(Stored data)
..........

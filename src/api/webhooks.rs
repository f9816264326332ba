//! Gateway webhook endpoint.
//!
//! Always acknowledges with success once the signature checks out, even
//! when internal processing fails; only a signature failure is rejected
//! with a client error. Anything else would feed the gateway's retry
//! policy.

use crate::api::AppState;
use crate::gateway::types::WebhookHeaders;
use crate::middleware::error::message_response;
use crate::services::webhook_processor::{WebhookDisposition, WebhookProcessorError};
use axum::{
    extract::State,
    http::{HeaderMap, StatusCode},
    response::{IntoResponse, Response},
    Json,
};
use std::sync::Arc;
use tracing::{error, info, warn};

fn header(headers: &HeaderMap, name: &str) -> Option<String> {
    headers
        .get(name)
        .and_then(|v| v.to_str().ok())
        .map(|v| v.to_string())
}

/// POST /api/payments/paypal/webhook
pub async fn handle_webhook(
    State(state): State<Arc<AppState>>,
    headers: HeaderMap,
    body: String,
) -> Response {
    info!("received gateway webhook");

    let webhook_headers = WebhookHeaders {
        transmission_id: header(&headers, "paypal-transmission-id"),
        transmission_time: header(&headers, "paypal-transmission-time"),
        transmission_sig: header(&headers, "paypal-transmission-sig"),
        cert_url: header(&headers, "paypal-cert-url"),
        auth_algo: header(&headers, "paypal-auth-algo"),
    };

    match state.webhooks.process(&webhook_headers, body.as_bytes()).await {
        Ok(WebhookDisposition::Processed) => message_response("processed"),
        Ok(WebhookDisposition::Duplicate) => message_response("already processed"),
        Ok(WebhookDisposition::Ignored) => message_response("acknowledged"),
        Err(WebhookProcessorError::VerificationFailed(reason)) => {
            warn!(reason = %reason, "webhook signature verification failed");
            (
                StatusCode::BAD_REQUEST,
                Json(serde_json::json!({
                    "success": false,
                    "error": {
                        "code": "WEBHOOK_VERIFICATION_FAILED",
                        "message": "Webhook signature verification failed",
                    }
                })),
            )
                .into_response()
        }
        Err(WebhookProcessorError::Processing(reason)) => {
            // Logged, never surfaced: the gateway still gets a success
            // acknowledgement.
            error!(reason = %reason, "webhook processing failed");
            message_response("acknowledged")
        }
    }
}
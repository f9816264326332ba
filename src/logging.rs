//! Tracing initialization

use crate::config::{LogFormat, LoggingConfig};
use tracing_subscriber::{fmt, EnvFilter};

/// Initialize the global tracing subscriber from logging configuration.
///
/// `RUST_LOG` takes precedence over the configured level when set.
pub fn init_tracing(config: &LoggingConfig) {
    let filter = EnvFilter::try_from_default_env()
        .unwrap_or_else(|_| EnvFilter::new(config.level.to_lowercase()));

    match config.format {
        LogFormat::Json => {
            fmt()
                .json()
                .with_env_filter(filter)
                .with_target(true)
                .init();
        }
        LogFormat::Plain => {
            fmt().with_env_filter(filter).with_target(true).init();
        }
    }
}
use thiserror::Error;

pub type GatewayResult<T> = Result<T, GatewayError>;

#[derive(Debug, Clone, Error)]
pub enum GatewayError {
    #[error("Validation error: {message}")]
    ValidationError {
        message: String,
        field: Option<String>,
    },

    #[error("Gateway credentials are not configured")]
    CredentialsMissing,

    #[error("Authentication with the gateway failed: {message}")]
    AuthenticationFailed { message: String },

    #[error("Network error: {message}")]
    NetworkError { message: String },

    #[error("Rate limit exceeded: {message}")]
    RateLimitError {
        message: String,
        retry_after_seconds: Option<u64>,
    },

    /// The gateway reports the order was captured by a concurrent request.
    /// Callers fold this into their already-completed handling.
    #[error("Order {order_id} was already captured")]
    OrderAlreadyCaptured { order_id: String },

    #[error("Webhook verification failed: {message}")]
    WebhookVerificationError { message: String },

    #[error("Gateway error: {message}")]
    ApiError {
        message: String,
        issue: Option<String>,
        retryable: bool,
    },

    #[error("Unexpected gateway response: {message}")]
    UnexpectedResponse { message: String },
}

impl GatewayError {
    pub fn is_retryable(&self) -> bool {
        match self {
            GatewayError::ValidationError { .. } => false,
            GatewayError::CredentialsMissing => false,
            GatewayError::AuthenticationFailed { .. } => false,
            GatewayError::NetworkError { .. } => true,
            GatewayError::RateLimitError { .. } => true,
            GatewayError::OrderAlreadyCaptured { .. } => false,
            GatewayError::WebhookVerificationError { .. } => false,
            GatewayError::ApiError { retryable, .. } => *retryable,
            GatewayError::UnexpectedResponse { .. } => false,
        }
    }
}

impl From<GatewayError> for crate::error::AppError {
    fn from(err: GatewayError) -> Self {
        use crate::error::{AppError, AppErrorKind, ExternalError};

        match err {
            GatewayError::WebhookVerificationError { message } => {
                AppError::new(AppErrorKind::External(ExternalError::WebhookVerification {
                    message,
                }))
            }
            other => {
                let retryable = other.is_retryable();
                AppError::gateway(other.to_string(), retryable)
            }
        }
    }
}

#[cfg(test)]
mod tests {
    use super::*;

    #[test]
    fn retryable_flags_are_set() {
        assert!(GatewayError::NetworkError {
            message: "timeout".to_string()
        }
        .is_retryable());
        assert!(!GatewayError::OrderAlreadyCaptured {
            order_id: "ORDER-1".to_string()
        }
        .is_retryable());
        assert!(!GatewayError::CredentialsMissing.is_retryable());
    }

    #[test]
    fn webhook_errors_convert_to_verification_failures() {
        let app_error: crate::error::AppError = GatewayError::WebhookVerificationError {
            message: "bad signature".to_string(),
        }
        .into();
        assert_eq!(app_error.status_code(), 400);
    }

    #[test]
    fn api_errors_convert_to_gateway_errors() {
        let app_error: crate::error::AppError = GatewayError::ApiError {
            message: "HTTP 500".to_string(),
            issue: None,
            retryable: true,
        }
        .into();
        assert_eq!(app_error.status_code(), 500);
        assert!(app_error.is_retryable());
    }
}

..........

If a line in the data holds the string "false", copy that line.

                    "success": false,
            GatewayError::ValidationError { .. } => false,
            GatewayError::CredentialsMissing => false,
            GatewayError::AuthenticationFailed { .. } => false,
            GatewayError::OrderAlreadyCaptured { .. } => false,
            GatewayError::WebhookVerificationError { .. } => false,
            GatewayError::UnexpectedResponse { .. } => false,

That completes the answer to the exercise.